LSB Industries is a diversified holding company involved in manufacturing and marketing chemicals. The company operates two discrete businesses: The Chemicals segment (65% of March-period sales) manufactures and sells nitrogen-based products through four facilities located in El Dorado (Arkansas), Cherokee (Alabama), Pryor (Oklahoma), and Baytown (Texas). Its chemicals are mostly used in agricultural, industrial, and mining applications. The Climate Control business (34%) makes and sells a broad range of heating, ventilation, and air conditioning (HVAC) products (primarily heat pumps), as well as parts for other residential and commercial uses.

LSB has faced significant headwinds over the past few years. Specifically, there was an explosion at a nitric acid plant in El Dorado, Arkansas (May of 2012); a pipe rupture within its Cherokee, Alabama facility (November of 2012), which caused damage primarily to the heat exchanger portion of its ammonia plant; and the suspension of production at the Pryor Oklahoma operation, which stemmed from ongoing mechanical issues. All of these setbacks resulted in significant production losses and adversely impacted top- and bottom-line growth. As a result, operating income was reportedly $104.6 million and $120.6 million lower than it should have been in 2013.

After a series of events, including insurance claims and recoveries, the company has made progress, but has yet to fully recover. It is now in the midst of building better, more efficient facilities, which ought to provide higher-production capacity. 

LSB Industries has made significant investments in expansion as well as plant reliability enhancements and safety upgrades, and we expect this to continue in coming years. However, this requires a significant amount of capital. In fact, total planned expenditures for the Chemical business are expected to be in the $437 million-$539 million range, most of which will be on El Dorado Facility projects. This is comprised of the construction of the ammonia plant, a nitric acid plant and concentrator, as well as support infrastructure. 

For a more recent update, the company reported increased production at the Cherokee Facility and Pryor Facilities during the first quarter of 2014, which augurs well for revenues and profits. And, although there have been some hiccups of late, LSB’s facilities are operating and performing at acceptable, yet most likely not optimal, production levels. 

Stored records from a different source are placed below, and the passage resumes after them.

//! Test utilities for unit testing reconcilers
//!
//! Provides an in-memory cluster, a client factory handing out a shared
//! `MockGitLabClient`, builders for managed objects and a harness that runs
//! reconciles and applies the resulting patches back onto the object, the
//! way the API server would.

use crate::cluster::{ClusterClient, ConnectionDetails};
use crate::connector::{ClientFactory, Connector};
use crate::error::ControllerError;
use crate::managed::translator::Translator;
use crate::metrics::Metrics;
use crate::reconciler::Reconciler;
use async_trait::async_trait;
use crds::*;
use gitlab_client::{GitLabClientTrait, MockGitLabClient};
use k8s_openapi::apimachinery::pkg::apis::meta::v1::OwnerReference;
use kube::api::ApiResource;
use kube_runtime::controller::Action;
use std::collections::{BTreeMap, HashMap};
use std::sync::{Arc, Mutex};
use std::time::Duration;

/// A secret as stored by [`FakeCluster`]
#[derive(Debug, Clone, Default)]
pub struct StoredSecret {
    pub data: BTreeMap<String, Vec<u8>>,
    pub owner: Option<OwnerReference>,
}

/// A merge patch sent to a managed object
#[derive(Debug, Clone)]
pub struct RecordedPatch {
    pub kind: String,
    pub name: String,
    pub status: bool,
    pub patch: serde_json::Value,
}

/// In-memory [`ClusterClient`]
#[derive(Default)]
pub struct FakeCluster {
    secrets: Mutex<HashMap<(String, String), StoredSecret>>,
    provider_configs: Mutex<HashMap<String, ProviderConfig>>,
    secret_writes: Mutex<usize>,
    patches: Mutex<Vec<RecordedPatch>>,
}

impl FakeCluster {
    pub fn new() -> Self {
        Self::default()
    }

    pub fn put_secret(&self, namespace: &str, name: &str, data: &[(&str, &str)]) {
        let data = data
            .iter()
            .map(|(k, v)| (k.to_string(), v.as_bytes().to_vec()))
            .collect();
        self.secrets.lock().unwrap().insert(
            (namespace.to_string(), name.to_string()),
            StoredSecret { data, owner: None },
        );
    }

    pub fn put_provider_config(&self, config: ProviderConfig) {
        let name = kube::ResourceExt::name_any(&config);
        self.provider_configs.lock().unwrap().insert(name, config);
    }

    pub fn secret(&self, namespace: &str, name: &str) -> Option<StoredSecret> {
        self.secrets
            .lock()
            .unwrap()
            .get(&(namespace.to_string(), name.to_string()))
            .cloned()
    }

    /// Connection secret value as a string
    pub fn secret_value(&self, namespace: &str, name: &str, key: &str) -> Option<String> {
        self.secret(namespace, name)
            .and_then(|s| s.data.get(key).cloned())
            .map(|v| String::from_utf8(v).unwrap())
    }

    /// Number of connection secret creates and updates
    pub fn secret_writes(&self) -> usize {
        *self.secret_writes.lock().unwrap()
    }

    pub fn patches(&self) -> Vec<RecordedPatch> {
        self.patches.lock().unwrap().clone()
    }

    pub fn take_patches(&self) -> Vec<RecordedPatch> {
        std::mem::take(&mut *self.patches.lock().unwrap())
    }

    fn record(&self, resource: &ApiResource, name: &str, status: bool, patch: &serde_json::Value) {
        self.patches.lock().unwrap().push(RecordedPatch {
            kind: resource.kind.clone(),
            name: name.to_string(),
            status,
            patch: patch.clone(),
        });
    }
}

#[async_trait]
impl ClusterClient for FakeCluster {
    async fn get_provider_config(&self, name: &str) -> Result<Option<ProviderConfig>, ControllerError> {
        Ok(self.provider_configs.lock().unwrap().get(name).cloned())
    }

    async fn get_secret(
        &self,
        namespace: &str,
        name: &str,
    ) -> Result<Option<BTreeMap<String, Vec<u8>>>, ControllerError> {
        Ok(self.secret(namespace, name).map(|s| s.data))
    }

    async fn apply_secret(
        &self,
        namespace: &str,
        name: &str,
        data: &ConnectionDetails,
        owner: Option<OwnerReference>,
    ) -> Result<(), ControllerError> {
        let mut secrets = self.secrets.lock().unwrap();
        let key = (namespace.to_string(), name.to_string());
        match secrets.get_mut(&key) {
            Some(existing) => {
                if data.iter().all(|(k, v)| existing.data.get(k) == Some(v)) {
                    return Ok(());
                }
                existing.data.extend(data.clone());
            }
            None => {
                secrets.insert(
                    key,
                    StoredSecret {
                        data: data.clone(),
                        owner,
                    },
                );
            }
        }
        *self.secret_writes.lock().unwrap() += 1;
        Ok(())
    }

    async fn patch_object(
        &self,
        resource: &ApiResource,
        _namespace: &str,
        name: &str,
        patch: &serde_json::Value,
    ) -> Result<(), ControllerError> {
        self.record(resource, name, false, patch);
        Ok(())
    }

    async fn patch_object_status(
        &self,
        resource: &ApiResource,
        _namespace: &str,
        name: &str,
        patch: &serde_json::Value,
    ) -> Result<(), ControllerError> {
        self.record(resource, name, true, patch);
        Ok(())
    }
}

/// [`ClientFactory`] handing out clones of one `MockGitLabClient`
pub struct MockClientFactory {
    client: MockGitLabClient,
    requests: Mutex<Vec<(String, Option<String>)>>,
}

impl MockClientFactory {
    pub fn new(client: MockGitLabClient) -> Self {
        Self {
            client,
            requests: Mutex::new(Vec::new()),
        }
    }

    /// Base URL and token of every client requested so far
    pub fn requests(&self) -> Vec<(String, Option<String>)> {
        self.requests.lock().unwrap().clone()
    }
}

impl ClientFactory for MockClientFactory {
    fn build(&self, base_url: &str, token: Option<String>) -> Result<Arc<dyn GitLabClientTrait>, ControllerError> {
        self.requests.lock().unwrap().push((base_url.to_string(), token));
        Ok(Arc::new(self.client.clone()))
    }
}

/// ProviderConfig pointing at gitlab.example.com, token in
/// `crossplane-system/gitlab-creds`
pub fn provider_config(name: &str, source: CredentialsSource) -> ProviderConfig {
    ProviderConfig::new(
        name,
        ProviderConfigSpec {
            base_url: "https://gitlab.example.com".to_string(),
            credentials: ProviderCredentials {
                source,
                secret_ref: Some(CredentialsSecretRef {
                    name: "gitlab-creds".to_string(),
                    namespace: "crossplane-system".to_string(),
                    key: "token".to_string(),
                }),
            },
        },
    )
}

/// Build a managed object from its `forProvider` JSON
pub fn managed<K: ManagedResource>(name: &str, namespace: &str, for_provider: serde_json::Value) -> K {
    serde_json::from_value(serde_json::json!({
        "apiVersion": K::api_version(&()),
        "kind": K::kind(&()),
        "metadata": {
            "name": name,
            "namespace": namespace,
            "uid": format!("uid-{}", name),
        },
        "spec": { "forProvider": for_provider },
    }))
    .unwrap()
}

/// Project runner bound to project 7
pub fn runner(name: &str, namespace: &str) -> Runner {
    managed(
        name,
        namespace,
        serde_json::json!({ "runnerType": "project_type", "projectID": 7 }),
    )
}

/// Point the connection secret of `mr` at `name` in its own namespace
pub fn with_sink<K: ManagedResource>(mr: K, name: &str) -> K {
    patched(mr, &serde_json::json!({ "spec": { "writeConnectionSecretToRef": { "name": name } } }))
}

/// Replace the management policies of `mr`
pub fn with_policies<K: ManagedResource>(mr: K, policies: &[&str]) -> K {
    patched(mr, &serde_json::json!({ "spec": { "managementPolicies": policies } }))
}

/// Bind `mr` to an existing remote entity
pub fn bound<K: ManagedResource>(mut mr: K, external_name: &str) -> K {
    mr.set_external_name(external_name);
    mr
}

/// Request deletion of `mr`, as `kubectl delete` would
pub fn mark_deleted<K: ManagedResource>(mr: K) -> K {
    patched(
        mr,
        &serde_json::json!({ "metadata": { "deletionTimestamp": "2026-01-01T00:00:00Z" } }),
    )
}

/// Apply a JSON merge patch to a typed object
pub fn patched<K: ManagedResource>(mr: K, patch: &serde_json::Value) -> K {
    let mut value = serde_json::to_value(&mr).unwrap();
    merge(&mut value, patch);
    serde_json::from_value(value).unwrap()
}

/// RFC 7386 JSON merge patch
fn merge(target: &mut serde_json::Value, patch: &serde_json::Value) {
    match patch {
        serde_json::Value::Object(fields) => {
            if !target.is_object() {
                *target = serde_json::Value::Object(Default::default());
            }
            if let Some(object) = target.as_object_mut() {
                for (key, value) in fields {
                    if value.is_null() {
                        object.remove(key);
                    } else {
                        merge(object.entry(key.clone()).or_insert(serde_json::Value::Null), value);
                    }
                }
            }
        }
        other => *target = other.clone(),
    }
}

/// The `type` condition of `mr`
pub fn condition<K: ManagedResource>(mr: &K, r#type: ConditionType) -> Option<Condition> {
    mr.managed_status().and_then(|s| s.condition(r#type)).cloned()
}

/// A reconciler wired to a [`FakeCluster`] and a shared `MockGitLabClient`
pub struct Harness {
    pub gitlab: MockGitLabClient,
    pub cluster: Arc<FakeCluster>,
    pub factory: Arc<MockClientFactory>,
    pub reconciler: Reconciler,
}

impl Harness {
    /// Default ProviderConfig with a token secret in place
    pub fn new() -> Self {
        let gitlab = MockGitLabClient::new();
        let cluster = Arc::new(FakeCluster::new());
        cluster.put_provider_config(provider_config("default", CredentialsSource::Secret));
        cluster.put_secret("crossplane-system", "gitlab-creds", &[("token", "glpat-test")]);
        let factory = Arc::new(MockClientFactory::new(gitlab.clone()));

        let reconciler = Reconciler::new(
            Connector::new(cluster.clone(), factory.clone(), None),
            cluster.clone(),
            reqwest::Client::new(),
            Metrics::new().unwrap(),
            Duration::from_secs(60),
        );
        Self {
            gitlab,
            cluster,
            factory,
            reconciler,
        }
    }

    /// Run one reconcile and apply the patches it issued to `mr`
    ///
    /// The patches stay readable through `cluster.patches()` until the next
    /// reconcile.
    pub async fn reconcile<T: Translator>(&self, mr: &mut T::Kind) -> Result<Action, ControllerError> {
        self.cluster.take_patches();
        let result = self.reconciler.reconcile::<T>(Arc::new(mr.clone())).await;
        let name = kube::ResourceExt::name_any(mr);
        for recorded in self.cluster.patches() {
            if recorded.name == name {
                *mr = patched(mr.clone(), &recorded.patch);
            }
        }
        result
    }

    /// Reconcile until the object reports Synced without requeueing early
    pub async fn converge<T: Translator>(&self, mr: &mut T::Kind) -> Action {
        let mut last = self.reconcile::<T>(mr).await.unwrap();
        for _ in 0..3 {
            if last == Action::requeue(Duration::from_secs(60)) {
                break;
            }
            last = self.reconcile::<T>(mr).await.unwrap();
        }
        last
    }
}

All in all, improvements in the Chemical business, combined with growth in the Climate Control Business, should be a recipe for significant top- and bottom-line gains. In fact, analyst Warren Thorpe expects earnings to reach approximately $6.30 a share, on revenues of $1.35 billion, over the 2017-2019 time frame. Based on these projections, the stock offers worthwhile 3- to 5-year capital appreciation potential.

At the time of this article's writing, the author did not have positions in any of the companies mentioned.